O modo de produção transmídia, apesar de mais complexo, permite que outras plataformas remunerem o projeto, por meio de outros investimentos e receitas. No caso da Zica e os Camaleões, por exemplo, o programa de licenciamento ainda engatinha mas já estamos programando uma série de shows da banda que lidera o Zica Experience. Além do Vlog, que terá brand content.
DRAFT – Os clientes e as agências estão comprando o conceito de transmídia?
Sergio – Considerando que você não mencionou o público final (consumidores), eu diria que este assunto está aprendendo a caminhar na mesa dos clientes – mas ainda engatinha (e suja muito a fralda) na mesa das agências de propaganda que têm como foco vender mídia.
Tenho ouvido, nas minhas visitas a clientes e agências, que dá muito mais trabalho e é difícil de mensurar (clientes) e que remunera muito pouco (agências). Então as marcas ainda têm alguma dificuldade para entrar neste jogo quando o formato foge muito daquilo que a propaganda tradicional oferece.
Participo de um grupo na ABA – Associação Brasileira de Anunciantes – que discute a comunicação por conteúdo e vejo a dificuldade dos clientes inovadores (pessoas físicas) em levar esta disciplina para dentro de suas empresas.
A terceira ponta desta conversa (consumidores), que clicam no botão “Pular o Anúncio” do YouTube e que adoram séries como House of Cards (Netflix), que estão repletas de produtos e empresas integrados à personalidade e ao estilo de vida dos personagens, já compraram esta ideia e cada vez mais vão cobrar essa entrega das marcas com que se relacionam.
Nas agências de live marketing ou de promoção & eventos esta conversa tem fluído melhor, pois elas pensam essas questões de modo mais amplo e natural. Quem trabalha ativação no ponto de venda, e promoções e eventos presenciais que mobilizam multidões, costuma ter um DNA naturalmente mais “social”.
DRAFT – Que críticas a disciplina de transmídia tem sofrido e como ela contraargumenta?
Sergio – Uma das críticas mais comuns é o tempo e o trabalho necessários para desenvolver uma narrativa para várias plataformas. O job acaba envolvendo outros players, como roteiristas, desenvolvedores de aplicativos, editores ou produtores teatrais, por exemplo. Isso não está no DNA da agência e muitas vezes é um território novo para o próprio marketing do cliente. E é um trabalho de construção que leva tempo para ser bem realizado. Na urgência de resultados isso não funciona. O storytelling transmídia deve ser planejado como ação de longo prazo.

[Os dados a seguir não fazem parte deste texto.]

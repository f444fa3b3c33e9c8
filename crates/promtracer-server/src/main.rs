//! promtracer demo server
//!
//! - Demo routes: GET /ping, POST /echo
//! - Every request traced into http_server_throughput / http_server_latency_us
//! - Metrics served on a separate listener (default :9091/metrics)

use std::net::SocketAddr;

use prometheus::Registry;
use tracing_subscriber::{fmt, EnvFilter};

use promtracer_server::{config, host::HostTracing, listener, options, router, tracer};

#[tokio::main]
async fn main() {
    fmt().with_env_filter(EnvFilter::from_default_env()).init();

    let path = std::env::args().nth(1).unwrap_or_else(|| "promtracer.yaml".into());
    let cfg = config::load_from_file(&path).expect("config load failed");
    let listen: SocketAddr = listener::normalize_addr(&cfg.server.listen)
        .parse()
        .expect("server.listen must be a valid SocketAddr");

    let mut opts = vec![options::with_registry(Registry::new())];
    opts.extend(cfg.tracer_options());
    let server_tracer = tracer::new_server_tracer(&cfg.metrics.listen, &cfg.metrics.path, opts);

    let host = HostTracing::new(cfg.server.stats_level.into()).with_tracer(server_tracer);
    let app = router::build_router(host);

    tracing::info!(%listen, "promtracer demo server starting");
    let listener = tokio::net::TcpListener::bind(listen).await.expect("failed to bind");

    axum::serve(listener, app).await.expect("server failed");
}
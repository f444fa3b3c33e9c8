//! Top-level facade crate for promtracer.
//!
//! Re-exports the tracer capability and the Prometheus server tracer so users can depend on a single crate.

pub mod core {
    pub use promtracer_core::*;
}

pub mod server {
    pub use promtracer_server::*;
}

pub use promtracer_server::{new_server_tracer, ServerTracer};
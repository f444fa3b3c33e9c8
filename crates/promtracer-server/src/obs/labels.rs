//! Label derivation for finished requests.

use std::collections::{BTreeMap, HashMap};

use promtracer_core::RequestContext;

pub const LABEL_METHOD: &str = "method";
pub const LABEL_STATUS_CODE: &str = "statusCode";
pub const LABEL_PATH: &str = "path";

/// Variable label names of both server metric families, in declaration order.
pub const LABEL_NAMES: [&str; 3] = [LABEL_METHOD, LABEL_STATUS_CODE, LABEL_PATH];

/// Value used when a request field is empty. The registry rejects missing label values.
pub const UNKNOWN_LABEL_VALUE: &str = "unknown";

/// Ordered label name -> value mapping for one observation.
#[derive(Debug, Clone, Default, PartialEq, Eq)]
pub struct Labels(BTreeMap<String, String>);

impl Labels {
    pub fn new() -> Self {
        Self::default()
    }

    pub fn insert(&mut self, name: impl Into<String>, value: impl Into<String>) {
        self.0.insert(name.into(), value.into());
    }

    pub fn get(&self, name: &str) -> Option<&str> {
        self.0.get(name).map(String::as_str)
    }

    pub fn len(&self) -> usize {
        self.0.len()
    }

    pub fn is_empty(&self) -> bool {
        self.0.is_empty()
    }

    /// Borrowed view in the shape `prometheus` vectors look metrics up by.
    pub fn as_map(&self) -> HashMap<&str, &str> {
        self.0.iter().map(|(k, v)| (k.as_str(), v.as_str())).collect()
    }
}

impl<K: Into<String>, V: Into<String>> FromIterator<(K, V)> for Labels {
    fn from_iter<I: IntoIterator<Item = (K, V)>>(iter: I) -> Self {
        Self(iter.into_iter().map(|(k, v)| (k.into(), v.into())).collect())
    }
}

/// Build method/statusCode/path labels for a finished request.
pub fn gen_labels(c: &RequestContext) -> Labels {
    let status = c.status_code().map(|s| s.to_string()).unwrap_or_default();

    Labels::from_iter([
        (LABEL_METHOD, default_if_empty(c.method(), UNKNOWN_LABEL_VALUE)),
        (LABEL_STATUS_CODE, default_if_empty(&status, UNKNOWN_LABEL_VALUE)),
        (LABEL_PATH, default_if_empty(c.full_path(), UNKNOWN_LABEL_VALUE)),
    ])
}

pub fn default_if_empty<'a>(val: &'a str, default: &'a str) -> &'a str {
    if val.is_empty() {
        default
    } else {
        val
    }
}
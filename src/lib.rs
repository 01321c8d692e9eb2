pub mod classifier;
pub mod config;
pub mod constants;
pub mod debounce;
pub mod dispatcher;
pub mod error;
pub mod labelmatch;
pub mod logging;
pub mod matcher;
pub mod rules;
pub mod types;

// Layered boundaries: collaborator ports and their adapters
pub mod app;
pub mod infra;
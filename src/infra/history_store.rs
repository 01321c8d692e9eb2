use crate::app::ports::HistoryStorePort;
use crate::error::Result;
use crate::types::HistoryEntry;
use async_trait::async_trait;
use chrono::{DateTime, Utc};
use rusqlite::{params, Connection};
use std::path::Path;
use std::sync::Mutex;

/// SQLite-backed wash-history ledger. Writes are small and rare, so a single
/// mutex-guarded connection is plenty.
pub struct SqliteHistoryStore {
    conn: Mutex<Connection>,
}

impl SqliteHistoryStore {
    pub fn open(path: impl AsRef<Path>) -> Result<Self> {
        let path = path.as_ref();
        if let Some(parent) = path.parent() {
            std::fs::create_dir_all(parent)?;
        }
        let conn = Connection::open(path)?;
        Self::init(&conn)?;
        Ok(Self { conn: Mutex::new(conn) })
    }

    pub fn open_in_memory() -> Result<Self> {
        let conn = Connection::open_in_memory()?;
        Self::init(&conn)?;
        Ok(Self { conn: Mutex::new(conn) })
    }

    fn init(conn: &Connection) -> Result<()> {
        conn.execute(
            "CREATE TABLE IF NOT EXISTS wash_history (
                id TEXT PRIMARY KEY,
                name TEXT NOT NULL,
                season INTEGER,
                external_id TEXT,
                status TEXT NOT NULL,
                message TEXT NOT NULL,
                action_params TEXT NOT NULL,
                created_at TEXT NOT NULL
            )",
            [],
        )?;
        Ok(())
    }

    /// Most recent entries, newest first.
    pub fn recent(&self, limit: usize) -> Result<Vec<HistoryEntry>> {
        let conn = self.conn.lock().expect("history connection poisoned");
        let mut stmt = conn.prepare(
            "SELECT id, name, season, external_id, status, message, action_params, created_at
             FROM wash_history ORDER BY created_at DESC LIMIT ?1",
        )?;
        let rows = stmt.query_map(params![limit as i64], |row| {
            Ok((
                row.get::<_, String>(0)?,
                row.get::<_, String>(1)?,
                row.get::<_, Option<i32>>(2)?,
                row.get::<_, Option<String>>(3)?,
                row.get::<_, String>(4)?,
                row.get::<_, String>(5)?,
                row.get::<_, String>(6)?,
                row.get::<_, String>(7)?,
            ))
        })?;

        let mut entries = Vec::new();
        for row in rows {
            let (id, name, season, external_id, status, message, action_params, created_at) = row?;
            entries.push(HistoryEntry {
                id,
                name,
                season,
                external_id,
                status,
                message,
                action_params: serde_json::from_str(&action_params).unwrap_or(serde_json::Value::Null),
                created_at: created_at
                    .parse::<DateTime<Utc>>()
                    .unwrap_or_else(|_| Utc::now()),
            });
        }
        Ok(entries)
    }
}

#[async_trait]
impl HistoryStorePort for SqliteHistoryStore {
    async fn record(&self, entry: &HistoryEntry) -> Result<()> {
        let conn = self.conn.lock().expect("history connection poisoned");
        conn.execute(
            "INSERT INTO wash_history
             (id, name, season, external_id, status, message, action_params, created_at)
             VALUES (?1, ?2, ?3, ?4, ?5, ?6, ?7, ?8)",
            params![
                entry.id,
                entry.name,
                entry.season,
                entry.external_id,
                entry.status,
                entry.message,
                entry.action_params.to_string(),
                entry.created_at.to_rfc3339(),
            ],
        )?;
        Ok(())
    }
}
use crate::error::Result;
use crate::rules::{CategoryRuleSet, Scheme};
use crate::types::{HistoryEntry, MediaKind};
use async_trait::async_trait;
use serde::{Deserialize, Serialize};
use serde_json::Value;
use std::collections::HashMap;

/// A media-server item reduced to the fields the workflows read.
#[derive(Debug, Clone, Default, Serialize, Deserialize)]
pub struct MediaItem {
    pub id: String,
    pub name: String,
    pub year: Option<i32>,
    pub tags: Vec<String>,
    pub provider_ids: HashMap<String, String>,
    pub overview: Option<String>,
    /// Metadata locked on the server side; adapters clear this before
    /// writing tags.
    pub locked: bool,
}

#[derive(Debug, Clone, Copy, PartialEq, Eq)]
pub enum TagMode {
    /// Union of existing and new tags.
    Merge,
    /// Replace the tag list wholesale.
    Overwrite,
}

#[derive(Debug, Clone, Copy, PartialEq, Eq)]
pub enum TagUpdate {
    Updated,
    /// The item already carried the requested tags.
    Unchanged,
}

#[async_trait]
pub trait MediaServerPort: Send + Sync {
    async fn get_item(&self, item_id: &str) -> Result<Option<MediaItem>>;

    /// Write tags, handling locked metadata transparently. Reports
    /// `Unchanged` when the write would be a no-op.
    async fn set_tags(&self, item_id: &str, tags: &[String], mode: TagMode) -> Result<TagUpdate>;

    /// Resolve which library a tmdb-identified item lives in, if any.
    async fn find_library_name(&self, tmdb_id: &str) -> Result<Option<String>>;
}

#[async_trait]
pub trait MetadataPort: Send + Sync {
    /// Raw details payload for an external id, or None when unknown.
    async fn get_details(&self, external_id: &str, kind: MediaKind) -> Result<Option<Value>>;
}

/// A re-subscription request assembled from a matched scheme.
#[derive(Debug, Clone, Serialize, Deserialize)]
pub struct SubscriptionSpec {
    pub name: String,
    pub tmdb_id: i64,
    pub season: Option<i32>,
    pub year: Option<String>,
    pub media_type: MediaKind,
    /// Scheme action parameters handed through verbatim (quality, filter
    /// groups, downloader, sites, ...).
    pub action_params: HashMap<String, Value>,
    pub remark: String,
}

#[derive(Debug, Clone, Default, Serialize, Deserialize)]
pub struct SubscriptionReceipt {
    pub id: Option<i64>,
}

#[async_trait]
pub trait SubscriptionPort: Send + Sync {
    async fn create_subscription(&self, spec: &SubscriptionSpec) -> Result<SubscriptionReceipt>;
    async fn update_subscription(&self, spec: &SubscriptionSpec) -> Result<()>;
    async fn get_subscription(&self, id: i64) -> Result<Option<Value>>;
}

#[derive(Debug, Clone, Serialize)]
pub struct LabelSubject {
    pub name: String,
    pub year: Option<i32>,
    pub overview: Option<String>,
}

#[async_trait]
pub trait LabelingPort: Send + Sync {
    /// Best-effort label suggestions keyed by subject name. Adapters return
    /// an empty map on any failure rather than an error.
    async fn suggest_labels(&self, subjects: &[LabelSubject]) -> HashMap<String, Vec<String>>;
}

#[async_trait]
pub trait HistoryStorePort: Send + Sync {
    /// Append an outcome record. Callers treat failures as log-only.
    async fn record(&self, entry: &HistoryEntry) -> Result<()>;
}

/// Which ordered scheme list to read.
#[derive(Debug, Clone, Copy, PartialEq, Eq)]
pub enum SchemeKind {
    /// Re-subscription ("wash") schemes applied on subscription completion.
    Wash,
    /// Follow-up subscription schemes applied on subscription creation.
    Subscribe,
}

#[async_trait]
pub trait ConfigStorePort: Send + Sync {
    /// Read-only snapshot of the ordered scheme list; never assumed stable
    /// across calls.
    async fn schemes(&self, kind: SchemeKind) -> Result<Vec<Scheme>>;
    async fn category_rules(&self) -> Result<CategoryRuleSet>;
}
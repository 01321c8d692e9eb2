use crate::error::{CuratorError, Result};
use once_cell::sync::Lazy;
use regex::Regex;
use std::collections::HashMap;
use tracing::{info, warn};

/// Media servers sometimes embed invisible direction marks (LRM/RLM) or a BOM
/// in display names, which breaks key matching against labeling responses.
static INVISIBLE_CHARS: Lazy<Regex> =
    Lazy::new(|| Regex::new(r"[\u{200b}-\u{200f}\u{feff}]").unwrap());

pub fn clean_display_name(name: &str) -> String {
    INVISIBLE_CHARS.replace_all(name, "").trim().to_string()
}

/// Associate a labeling response with one subject name.
///
/// Strategies are tried strictly in this order, and tests depend on it:
/// 1. exact match on the cleaned subject
/// 2. cleaned-key equality
/// 3. substring containment in either direction, only when exactly one key
///    qualifies
/// 4. sole-result fallback (the response holds exactly one entry)
///
/// Anything past that is ambiguous and surfaces as an error rather than a
/// guess.
pub fn associate_labels(subject: &str, response: &HashMap<String, Vec<String>>) -> Result<Vec<String>> {
    let subject = clean_display_name(subject);

    // 1. exact
    if let Some(labels) = response.get(&subject) {
        return Ok(labels.clone());
    }

    // 2-3. cleaned equality, then containment
    let mut contained: Vec<(&String, &Vec<String>)> = Vec::new();
    for (key, labels) in response {
        let cleaned = clean_display_name(key);
        if cleaned == subject {
            info!(key, "label key matched after cleanup");
            return Ok(labels.clone());
        }
        if cleaned.contains(&subject) || subject.contains(&cleaned) {
            contained.push((key, labels));
        }
    }
    match contained.as_slice() {
        [(key, labels)] => {
            info!(subject, key = %key, "label key matched by containment");
            return Ok((*labels).clone());
        }
        // Two containing keys (say two seasons of the same show) cannot be
        // told apart; picking one would be a guess.
        [_, _, ..] => {
            return Err(CuratorError::AmbiguousMatch {
                subject,
                candidates: contained.iter().map(|(key, _)| (*key).clone()).collect(),
            });
        }
        [] => {}
    }

    // 4. sole result
    if response.len() == 1 {
        let (key, labels) = response.iter().next().unwrap();
        warn!(subject, returned = %key, "using sole labeling result as fallback");
        return Ok(labels.clone());
    }

    Err(CuratorError::AmbiguousMatch {
        subject,
        candidates: response.keys().cloned().collect(),
    })
}
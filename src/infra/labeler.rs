use crate::app::ports::{LabelSubject, LabelingPort};
use crate::constants::COLLABORATOR_TIMEOUT_SECS;
use crate::error::Result;
use async_trait::async_trait;
use serde_json::{json, Value};
use std::collections::HashMap;
use std::time::Duration;
use tracing::{error, warn};

/// AI labeling client speaking the OpenAI chat-completion wire format.
/// Strictly best-effort: any failure degrades to an empty suggestion map.
pub struct LabelingClient {
    client: reqwest::Client,
    api_base: String,
    api_key: String,
    model: String,
}

impl LabelingClient {
    pub fn new(api_base: &str, api_key: &str, model: &str) -> Result<Self> {
        let client = reqwest::Client::builder()
            .timeout(Duration::from_secs(COLLABORATOR_TIMEOUT_SECS))
            .build()?;
        Ok(Self {
            client,
            api_base: api_base.trim_end_matches('/').to_string(),
            api_key: api_key.to_string(),
            model: model.to_string(),
        })
    }

    fn build_prompt(subjects: &[LabelSubject]) -> String {
        let listing = serde_json::to_string(
            &subjects
                .iter()
                .map(|s| json!({"name": s.name, "year": s.year, "overview": s.overview}))
                .collect::<Vec<_>>(),
        )
        .unwrap_or_default();
        format!(
            "请为以下影视剧打上 8-10 个精准的中文标签。\n\
             标签范围包括但不限于：题材(如古装,科幻)、风格(如悬疑,喜剧)、受众(如大女主,职场)、元素(如权谋,穿越)。\n\
             只返回纯JSON格式，不要Markdown格式，不要代码块：{{\"剧名\": [\"标签1\", \"标签2\"]}}\n\n\
             剧集：{listing}"
        )
    }

    async fn request_labels(&self, subjects: &[LabelSubject]) -> Result<HashMap<String, Vec<String>>> {
        let body = json!({
            "model": self.model,
            "messages": [{"role": "user", "content": Self::build_prompt(subjects)}],
            "temperature": 0.2,
            "stream": false
        });
        let resp = self
            .client
            .post(format!("{}/chat/completions", self.api_base))
            .bearer_auth(&self.api_key)
            .json(&body)
            .send()
            .await?
            .error_for_status()?;
        let body: Value = resp.json().await?;
        let content = body["choices"][0]["message"]["content"].as_str().unwrap_or("");
        Ok(parse_label_response(content))
    }
}

/// Models wrap the JSON in markdown fences more often than not; strip them
/// before parsing. A malformed response yields an empty map.
pub fn parse_label_response(content: &str) -> HashMap<String, Vec<String>> {
    let cleaned = content.replace("```json", "").replace("```", "");
    let cleaned = cleaned.trim();
    match serde_json::from_str::<HashMap<String, Vec<String>>>(cleaned) {
        Ok(map) => map,
        Err(e) => {
            warn!(%e, "labeling response was not the expected JSON shape");
            HashMap::new()
        }
    }
}

#[async_trait]
impl LabelingPort for LabelingClient {
    async fn suggest_labels(&self, subjects: &[LabelSubject]) -> HashMap<String, Vec<String>> {
        if subjects.is_empty() || self.api_key.trim().is_empty() {
            return HashMap::new();
        }
        match self.request_labels(subjects).await {
            Ok(map) => map,
            Err(e) => {
                error!(%e, "labeling request failed");
                HashMap::new()
            }
        }
    }
}
use crate::app::ports::{ConfigStorePort, SchemeKind};
use crate::config::AppConfig;
use crate::error::Result;
use crate::rules::{CategoryRuleSet, Scheme};
use async_trait::async_trait;
use std::path::PathBuf;

/// Config store reading the JSON settings file on every call, so edits to
/// the file take effect on the next event without a restart. The core never
/// assumes rule lists are stable across calls.
pub struct JsonConfigStore {
    path: PathBuf,
}

impl JsonConfigStore {
    pub fn new(path: impl Into<PathBuf>) -> Self {
        Self { path: path.into() }
    }
}

#[async_trait]
impl ConfigStorePort for JsonConfigStore {
    async fn schemes(&self, kind: SchemeKind) -> Result<Vec<Scheme>> {
        let config = AppConfig::load(&self.path)?;
        Ok(match kind {
            SchemeKind::Wash => config.wash_schemes,
            SchemeKind::Subscribe => config.subscribe_schemes,
        })
    }

    async fn category_rules(&self) -> Result<CategoryRuleSet> {
        Ok(AppConfig::load(&self.path)?.category_rules)
    }
}

#[cfg(test)]
mod tests {
    use super::*;

    #[tokio::test]
    async fn snapshot_reflects_file_edits_between_calls() {
        let dir = tempfile::tempdir().unwrap();
        let path = dir.path().join("config.json");
        std::fs::write(
            &path,
            r#"{"wash_schemes": [{"name": "CN", "keywords": "国产"}]}"#,
        )
        .unwrap();

        let store = JsonConfigStore::new(&path);
        let schemes = store.schemes(SchemeKind::Wash).await.unwrap();
        assert_eq!(schemes.len(), 1);

        std::fs::write(&path, r#"{"wash_schemes": []}"#).unwrap();
        let schemes = store.schemes(SchemeKind::Wash).await.unwrap();
        assert!(schemes.is_empty());
    }

    #[tokio::test]
    async fn category_rules_keep_declared_order() {
        let dir = tempfile::tempdir().unwrap();
        let path = dir.path().join("config.json");
        std::fs::write(
            &path,
            r#"{"category_rules": {"tv": [
                {"name": "国产剧", "conditions": {"origin_country": "CN,TW"}},
                {"name": "未分类"}
            ]}}"#,
        )
        .unwrap();

        let store = JsonConfigStore::new(&path);
        let rules = store.category_rules().await.unwrap();
        assert_eq!(rules.tv[0].name, "国产剧");
        assert_eq!(rules.tv[1].name, "未分类");
        assert!(rules.tv[1].conditions.is_none());
    }
}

O que deve ser avaliado é o alcance do projeto, a duração e a profundidade desejadas. Outro ponto, é que muitas destas atividades podem buscar recursos em outras fontes como leis de incentivo, receitas de bilheteria ou licenciamento – nem tudo precisa vir exclusivamente do patrocínio da marca. Esse também é um modelo muito novo para o mercado.
Por fim, outro argumento a favor do storytelling transmídia é que a audiência quer cada vez mais ser entretida com conteúdo de boa qualidade. Quando ela percebe que essa é a conversa que a marca está propondo e proporcionando a ela, ao invés de um comercial ou de um malho de vendas, ela tende a ficar muito agradecida e a se tornar fã.